Key points from the video:
- Background: KJ Henry was a fifth-round draft pick for the Washington Commanders. He played at Clemson and brings an interesting skill set to the table. His father has over 30 years of experience coaching at the college level, and KJ grew up around high-level athletes.
- Strengths: Henry is praised for his high-energy style and his quickness and flexibility. He has a good inside move that many offensive tackles struggle with. He also has a knack for finding passing lanes at the line of scrimmage for bat-down opportunities. His motor is described as “red hot,” and he has a lot of second-effort plays on tape. He’s also noted for his ability to disrupt plays and create turnover opportunities.

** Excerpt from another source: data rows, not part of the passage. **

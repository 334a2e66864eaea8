//! Benchmark configuration and the session that runs both phases.
//!
//! # Example
//!
//! ```no_run
//! use deals_bench::bench::{BenchConfig, Session};
//!
//! # async fn run() -> deals_bench::error::Result<()> {
//! let config = BenchConfig::builder()
//!     .test_count(10_000)
//!     .ports(vec![5000, 5001])
//!     .build()?;
//!
//! let session = Session::connect(config)?;
//! let summary = session.run().await;
//! println!("{:?}", summary.write);
//! # Ok(())
//! # }
//! ```

use std::sync::atomic::{AtomicBool, Ordering};
use std::sync::Arc;
use std::time::Duration;

use super::phase::{run_read_phase, run_write_phase, PhaseSummary};
use crate::error::{DealsError, Result};
use crate::transport::{EndpointPool, HttpTransport, Transport};

/// Default host of the service under test.
pub const DEFAULT_HOST: &str = "127.0.0.1";

/// Default port of the service under test.
pub const DEFAULT_PORT: u16 = 5000;

/// Iterations between rate lines.
pub const DEFAULT_REPORT_INTERVAL: u64 = 500;

/// Per-request timeout.
pub const DEFAULT_REQUEST_TIMEOUT: Duration = Duration::from_secs(10);

/// Flag shared by the phases: raised when the write phase finishes (or on
/// interrupt), checked by the read phase before each iteration.
#[derive(Debug, Clone, Default)]
pub struct StopSignal {
    raised: Arc<AtomicBool>,
}

impl StopSignal {
    pub fn new() -> Self {
        Self::default()
    }

    pub fn raise(&self) {
        self.raised.store(true, Ordering::Release);
    }

    pub fn is_raised(&self) -> bool {
        self.raised.load(Ordering::Acquire)
    }
}

/// Validated benchmark configuration.
#[derive(Debug, Clone, PartialEq)]
pub struct BenchConfig {
    pub test_count: u64,
    pub host: String,
    pub ports: Vec<u16>,
    pub report_interval: u64,
    pub request_timeout: Duration,
    /// Run the write phase (`noset` turns it off).
    pub write_phase: bool,
    /// Run the read phase (`noget` turns it off).
    pub read_phase: bool,
}

impl BenchConfig {
    pub fn builder() -> BenchConfigBuilder {
        BenchConfigBuilder::new()
    }

    /// Endpoint pool for this configuration.
    pub fn endpoint_pool(&self) -> Result<EndpointPool> {
        EndpointPool::with_ports(&self.host, &self.ports)
    }
}

/// Builder for [`BenchConfig`].
#[derive(Debug, Clone)]
pub struct BenchConfigBuilder {
    test_count: u64,
    host: String,
    ports: Vec<u16>,
    report_interval: u64,
    request_timeout: Duration,
    write_phase: bool,
    read_phase: bool,
}

impl BenchConfigBuilder {
    pub fn new() -> Self {
        Self {
            test_count: 0,
            host: DEFAULT_HOST.to_string(),
            ports: vec![DEFAULT_PORT],
            report_interval: DEFAULT_REPORT_INTERVAL,
            request_timeout: DEFAULT_REQUEST_TIMEOUT,
            write_phase: true,
            read_phase: true,
        }
    }

    /// Number of `add` requests in the write phase.
    pub fn test_count(mut self, count: u64) -> Self {
        self.test_count = count;
        self
    }

    pub fn host(mut self, host: impl Into<String>) -> Self {
        self.host = host.into();
        self
    }

    /// Ports of the instances to spread requests over.
    ///
    /// Default: `[5000]`
    pub fn ports(mut self, ports: Vec<u16>) -> Self {
        self.ports = ports;
        self
    }

    /// Default: 500
    pub fn report_interval(mut self, interval: u64) -> Self {
        self.report_interval = interval;
        self
    }

    /// Default: 10 seconds
    pub fn request_timeout(mut self, timeout: Duration) -> Self {
        self.request_timeout = timeout;
        self
    }

    pub fn skip_write(mut self, skip: bool) -> Self {
        self.write_phase = !skip;
        self
    }

    pub fn skip_read(mut self, skip: bool) -> Self {
        self.read_phase = !skip;
        self
    }

    /// Validate and build.
    ///
    /// # Errors
    ///
    /// `InvalidConfig` for an empty host or port list, port 0, a zero report
    /// interval or a zero timeout.
    pub fn build(self) -> Result<BenchConfig> {
        if self.host.is_empty() {
            return Err(DealsError::InvalidConfig("host is empty".to_string()));
        }
        if self.ports.is_empty() {
            return Err(DealsError::InvalidConfig("no ports configured".to_string()));
        }
        if self.ports.contains(&0) {
            return Err(DealsError::InvalidConfig("port 0 is not allowed".to_string()));
        }
        if self.report_interval == 0 {
            return Err(DealsError::InvalidConfig(
                "report interval must be positive".to_string(),
            ));
        }
        if self.request_timeout.is_zero() {
            return Err(DealsError::InvalidConfig(
                "request timeout must be positive".to_string(),
            ));
        }

        Ok(BenchConfig {
            test_count: self.test_count,
            host: self.host,
            ports: self.ports,
            report_interval: self.report_interval,
            request_timeout: self.request_timeout,
            write_phase: self.write_phase,
            read_phase: self.read_phase,
        })
    }
}

impl Default for BenchConfigBuilder {
    fn default() -> Self {
        Self::new()
    }
}

/// Per-phase results; `None` for a skipped phase.
#[derive(Debug, Clone, Copy, Default, PartialEq, Eq)]
pub struct SessionSummary {
    pub write: Option<PhaseSummary>,
    pub read: Option<PhaseSummary>,
}

/// Both phases over one transport.
pub struct Session<T: Transport> {
    config: BenchConfig,
    transport: T,
    stop: StopSignal,
}

impl Session<HttpTransport> {
    /// Session over HTTP to the configured endpoints.
    pub fn connect(config: BenchConfig) -> Result<Self> {
        let transport = HttpTransport::new(config.endpoint_pool()?, config.request_timeout)?;
        Ok(Self::with_transport(config, transport))
    }
}

impl<T: Transport> Session<T> {
    pub fn with_transport(config: BenchConfig, transport: T) -> Self {
        Self {
            config,
            transport,
            stop: StopSignal::new(),
        }
    }

    /// Handle to the stop signal, e.g. for an interrupt handler.
    pub fn stop_signal(&self) -> StopSignal {
        self.stop.clone()
    }

    pub fn config(&self) -> &BenchConfig {
        &self.config
    }

    /// Run the enabled phases concurrently until both finish.
    pub async fn run(&self) -> SessionSummary {
        let config = &self.config;
        tracing::info!(
            "Starting: {} adds, write phase {}, read phase {}, {} endpoint(s)",
            config.test_count,
            on_off(config.write_phase),
            on_off(config.read_phase),
            config.ports.len()
        );

        let write = async {
            if config.write_phase {
                Some(
                    run_write_phase(
                        &self.transport,
                        config.test_count,
                        config.report_interval,
                        &self.stop,
                    )
                    .await,
                )
            } else {
                None
            }
        };

        let read = async {
            if config.read_phase {
                Some(run_read_phase(&self.transport, config.report_interval, &self.stop).await)
            } else {
                None
            }
        };

        let (write, read) = tokio::join!(write, read);
        SessionSummary { write, read }
    }
}

fn on_off(enabled: bool) -> &'static str {
    if enabled {
        "on"
    } else {
        "off"
    }
}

- Weaknesses: Henry is said to lack the desired size with only mediocre length and build. He has an average edge setting and can struggle against larger NFL tackles. He can be over-aggressive and sometimes overruns the play. He also needs to develop his hand efficiency to disengage from blockers. His pass-rush repertoire requires further examination to keep blockers guessing. He has only one season of full-time work and production, and he never reached 5.0 sacks or double-digit tackles for loss in a single season.
- Potential: Despite his weaknesses, the commentator believes that with some coaching and improvement in his handwork, Henry could become an above-average pass rusher. He’s also walking into a good situation with the Washington Commanders, as they don’t have a lot of players at the defensive end position under contract past this season.

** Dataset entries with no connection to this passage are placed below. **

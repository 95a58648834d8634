//! # gesture_flow
//!
//! Turns the noisy per-frame hand-landmark stream into debounced scene
//! commands. Three stages, run once per video frame:
//!
//! 1. **Classify** — the frame's hand features reduce to at most one
//!    [`GestureLabel`], chosen by fixed priority among mutually exclusive
//!    shapes (pinch beats everything, then thumbs, victory, open, fist).
//! 2. **Debounce** — a [`DebounceState`] of per-label consecutive-frame
//!    counters confirms a gesture only after it survives more than
//!    [`CONFIRM_FRAMES`] frames, with wall-clock cooldowns rate-limiting
//!    the one-shot actions.
//! 3. **Dispatch** — [`GesturePipeline::process`] folds confirmations into
//!    the externally visible [`FrameOutput`]: the persistent scene mode,
//!    the per-frame camera command, the palm-position passthrough, and
//!    one-shot photo/snow notifications.
//!
//! ## Gesture → action mapping
//!
//! | Gesture | Action |
//! |---|---|
//! | Open hand (≥4 digits) | Scene disperses |
//! | Closed fist | Scene assembles |
//! | Pinch, user's right hand | Next photo (500 ms cooldown) |
//! | Pinch, user's left hand | Previous photo (500 ms cooldown) |
//! | Thumbs-up, held | Camera dollies forward |
//! | Thumbs-down, held | Camera dollies backward |
//! | Victory | Snow toggle (2000 ms cooldown) |
//!
//! All state lives in values the caller threads through each call — there
//! is no hidden global, so a frame loop, a test, or a replay harness can
//! each own an independent pipeline.

pub mod classify;
pub mod debounce;
pub mod pipeline;

pub use classify::{classify, GestureLabel, MIRROR_MIDLINE_X, PINCH_MAX_DISTANCE};
pub use debounce::{DebounceState, CONFIRM_FRAMES, PHOTO_COOLDOWN, SNOW_COOLDOWN};
pub use pipeline::{
    CameraCommand, FrameOutput, GesturePipeline, HandPosition, PhotoStep, SceneMode,
};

- Performance in College: During his 58 appearances and 24 starts at Clemson, he had 130 tackles, 28 for loss, 13.5 sacks, and two forced fumbles. He was 2nd-Team All-ACC his senior year.
- Future: The commentator suggests that Henry could be used as a situational pass rusher at first, but he has the potential to take on a larger role in the future. He’s expected to improve the longer he stays in the system.